Le philosophe Günther Anders fut sans doute l’un des intellectuels ayant le plus médité cette question de notre lenteur de réaction face à ce qui est pourtant la possibilité du pire. Dans La menace nucléaire (1981), il raconte cette anecdote :

«Pendant un voyage en train, j’avais laissé tomber au cours de la conversation l’expression de “danger nucléaire”. Mon vis-à-vis, un monsieur tranquille, manifestement assez aisé, qui était précisément en train de humer son cigare, leva les yeux un moment, haussa les épaules puis marmonna : “On crèvera tous ensemble”. L’expression rusée que ses traits prirent à ce moment-là (et que les visages des autres voyageurs prirent aussitôt) semblait appartenir à un homme qui, du fait qu’il cotisait à son assurance, vivait tranquillement dans l’idée qu’il n’aurait jamais besoin de renoncer à son cigare, qu’il ne pouvait en fin de compte rien lui arriver.

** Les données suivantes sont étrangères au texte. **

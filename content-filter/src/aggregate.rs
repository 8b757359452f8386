//! 各筛选维度的合取：条目必须同时满足所有已激活的维度
//!
//! 未激活的维度（空集合、空搜索词、无日期筛选）不排除任何条目。

use chrono::{DateTime, Utc};
use std::cmp::Ordering;
use std::collections::{BTreeMap, BTreeSet};

use crate::config::{SortKey, SortOrder, SortSpec};
use crate::date::date_matches;
use crate::models::IndexedItem;
use crate::search::search_matches;
use crate::state::FilterState;
use crate::taxonomy::{TagGroup, TagTaxonomy};

/// 按分组拆分后的标签选择：组内为“或”，组间为“与”
#[derive(Clone, Debug, Default, PartialEq, Eq)]
pub struct TagSelection {
    groups: BTreeMap<TagGroup, BTreeSet<String>>,
}

impl TagSelection {
    pub fn new(selected: &BTreeSet<String>, taxonomy: &TagTaxonomy) -> Self {
        let mut groups: BTreeMap<TagGroup, BTreeSet<String>> = BTreeMap::new();
        for tag in selected {
            groups
                .entry(taxonomy.classify(tag))
                .or_default()
                .insert(tag.clone());
        }
        Self { groups }
    }

    pub fn is_empty(&self) -> bool {
        self.groups.is_empty()
    }

    /// 每个有选中值的分组，条目至少命中其中一个标签
    pub fn matches(&self, item: &IndexedItem) -> bool {
        self.groups
            .values()
            .all(|wanted| wanted.iter().any(|tag| item.tags.contains(tag)))
    }
}

pub fn category_matches(item: &IndexedItem, state: &FilterState) -> bool {
    let selected = state.category_filters();
    selected.is_empty() || selected.contains(&item.category)
}

pub fn difficulty_matches(item: &IndexedItem, state: &FilterState) -> bool {
    let selected = state.difficulty_filters();
    selected.is_empty()
        || item
            .difficulty()
            .is_some_and(|difficulty| selected.contains(&difficulty))
}

/// 单个条目的筛选判定
pub fn includes(
    item: &IndexedItem,
    state: &FilterState,
    tags: &TagSelection,
    now: DateTime<Utc>,
) -> bool {
    category_matches(item, state)
        && tags.matches(item)
        && difficulty_matches(item, state)
        && search_matches(item, state.search_query())
        && date_matches(state.date_filter(), item.date, now)
}

/// 对全部条目重新筛选，返回命中条目的下标（保持原顺序）
pub fn compute_filtered(
    items: &[IndexedItem],
    state: &FilterState,
    taxonomy: &TagTaxonomy,
    now: DateTime<Utc>,
) -> Vec<usize> {
    let tags = TagSelection::new(state.tag_filters(), taxonomy);
    items
        .iter()
        .enumerate()
        .filter(|(_, item)| includes(item, state, &tags, now))
        .map(|(i, _)| i)
        .collect()
}

/// 缺失值无论升序降序都排在最后
fn compare_present<T, F>(a: Option<T>, b: Option<T>, order: SortOrder, cmp: F) -> Ordering
where
    F: Fn(&T, &T) -> Ordering,
{
    match (a, b) {
        (Some(a), Some(b)) => match order {
            SortOrder::Asc => cmp(&a, &b),
            SortOrder::Desc => cmp(&b, &a),
        },
        (Some(_), None) => Ordering::Less,
        (None, Some(_)) => Ordering::Greater,
        (None, None) => Ordering::Equal,
    }
}

/// 稳定排序筛选结果
pub fn sort_indices(items: &[IndexedItem], indices: &mut [usize], sort: SortSpec) {
    indices.sort_by(|&a, &b| {
        let (a, b) = (&items[a], &items[b]);
        match sort.key {
            SortKey::Date => compare_present(a.date, b.date, sort.order, Ord::cmp),
            SortKey::Title => compare_present(
                Some(a.title.as_str()),
                Some(b.title.as_str()),
                sort.order,
                Ord::cmp,
            ),
            SortKey::Popularity => compare_present(
                a.popularity(),
                b.popularity(),
                sort.order,
                |x: &f64, y: &f64| x.total_cmp(y),
            ),
        }
    });
}

#[cfg(test)]
mod tests {
    use super::*;
    use crate::date::DateFilter;
    use crate::state::Facet;
    use chrono::TimeZone;
    use utils_common::{ContentItem, Difficulty};

    fn now() -> DateTime<Utc> {
        Utc.with_ymd_and_hms(2024, 6, 1, 0, 0, 0).unwrap()
    }

    fn item(id: &str, title: &str, tags: &[&str]) -> ContentItem {
        ContentItem {
            id: id.to_string(),
            title: title.to_string(),
            summary: String::new(),
            tags: tags.iter().map(|t| t.to_string()).collect(),
            date: None,
            category: None,
            difficulty: None,
            popularity: None,
            url: String::new(),
        }
    }

    fn indexed(items: Vec<ContentItem>) -> Vec<IndexedItem> {
        items.into_iter().map(IndexedItem::new).collect()
    }

    fn run(items: &[IndexedItem], state: &FilterState) -> Vec<usize> {
        compute_filtered(items, state, &TagTaxonomy::default(), now())
    }

    #[test]
    fn tags_or_within_a_group_and_across_groups() {
        let items = indexed(vec![
            item("a/1", "py+django", &["python", "django"]),
            item("a/2", "py", &["python"]),
            item("a/3", "rust+axum", &["rust", "axum"]),
            item("a/4", "py+flask", &["python", "flask"]),
        ]);
        let mut state = FilterState::new();
        state.toggle(Facet::Tag, "python").unwrap();
        state.toggle(Facet::Tag, "rust").unwrap();
        assert_eq!(run(&items, &state), vec![0, 1, 2, 3]);

        state.toggle(Facet::Tag, "django").unwrap();
        state.toggle(Facet::Tag, "axum").unwrap();
        assert_eq!(run(&items, &state), vec![0, 2]);
    }

    #[test]
    fn tag_and_search_must_both_hold() {
        let items = indexed(vec![
            item("blog/django-intro", "Django intro", &["python", "django"]),
            item("blog/python-basics", "Python basics", &["python"]),
        ]);
        let mut state = FilterState::new();
        state.toggle(Facet::Tag, "python").unwrap();
        state.set_search("django");
        assert_eq!(run(&items, &state), vec![0]);
    }

    #[test]
    fn category_comes_from_slug_regardless_of_tags() {
        let items = indexed(vec![
            item("flutter/state", "State", &["kotlin", "dart"]),
            item("kotlin/flows", "Flows", &["kotlin", "flutter"]),
            item("flutter/anim", "Animations", &[]),
        ]);
        let mut state = FilterState::new();
        state.toggle(Facet::Category, "Flutter").unwrap();
        assert_eq!(run(&items, &state), vec![0, 2]);
    }

    #[test]
    fn difficulty_excludes_items_without_a_level() {
        let mut easy = item("a/1", "easy", &[]);
        easy.difficulty = Some(Difficulty::Beginner);
        let mut hard = item("a/2", "hard", &[]);
        hard.difficulty = Some(Difficulty::Advanced);
        let items = indexed(vec![easy, hard, item("a/3", "unrated", &[])]);

        let mut state = FilterState::new();
        assert_eq!(run(&items, &state).len(), 3);
        state.toggle(Facet::Difficulty, "advanced").unwrap();
        assert_eq!(run(&items, &state), vec![1]);
    }

    #[test]
    fn date_filter_is_part_of_the_conjunction() {
        let mut dated = item("a/1", "dated", &["rust"]);
        dated.date = Some("2023-05-01".to_string());
        let mut broken = item("a/2", "broken", &["rust"]);
        broken.date = Some("someday".to_string());
        let items = indexed(vec![dated, broken]);

        let mut state = FilterState::new();
        state.toggle(Facet::Tag, "rust").unwrap();
        assert_eq!(run(&items, &state), vec![0, 1]);
        state.set_date(Some(DateFilter::Year(2023)));
        assert_eq!(run(&items, &state), vec![0]);
    }

    #[test]
    fn sort_is_stable_and_puts_missing_values_last() {
        let mut a = item("x/a", "Beta", &[]);
        a.popularity = Some(5.0);
        a.date = Some("2024-01-01".into());
        let mut b = item("x/b", "alpha", &[]);
        b.popularity = Some(5.0);
        let mut c = item("x/c", "Gamma", &[]);
        c.popularity = Some(9.0);
        c.date = Some("2022-01-01".into());
        let items = indexed(vec![a, b, c]);

        let mut order = vec![0, 1, 2];
        sort_indices(&items, &mut order, SortSpec::POPULAR);
        assert_eq!(order, vec![2, 0, 1]);

        let mut order = vec![0, 1, 2];
        sort_indices(&items, &mut order, SortSpec { key: SortKey::Date, order: SortOrder::Asc });
        assert_eq!(order, vec![2, 0, 1]);

        let mut order = vec![0, 1, 2];
        sort_indices(&items, &mut order, SortSpec::NEWEST);
        assert_eq!(order, vec![0, 2, 1]);

        let mut order = vec![0, 1, 2];
        sort_indices(&items, &mut order, SortSpec { key: SortKey::Title, order: SortOrder::Asc });
        assert_eq!(order, vec![1, 0, 2]);
    }
}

De fait, il reprit à l’instant même son test olfactif »1.

Cette anecdote marque le problème essentiel du rapport de l’homme aux risques et aux catastrophes à venir : celui d’une certaine indifférence. Plus la catastrophe semble nous dépasser par son ampleur, moins elle semble nous toucher vraiment lorsqu’elle prend la forme d’une totalité et d’une menace globale. La catastrophe est alors si grande qu’elle ne nous concerne plus personnellement et nous décharge de notre peur : « Elle est si grande qu’il n’a personnellement plus besoin d’avoir peur. Elle semble, en raison précisément de sa grandeur, ne concerner tout au plus que ses victimes en puissance, c’est-à-dire l’humanité dans sa totalité », écrit encore Günther Anders. Nous avons beau le savoir, nous pouvons même essayer de nous convaincre du pire, nous pouvons même jouer à nous faire peur dans des salles de cinéma avec de très nombreux films catastrophes, en réalité, nous avons les plus grandes difficultés à nous prendre en charge, à faire preuve d’une authentique responsabilité, et à prendre la véritable mesure ce qui se passe.

1Günther Anders, La menace nucléaire, Ed. Du serpent à plumes, 2006, p. 267.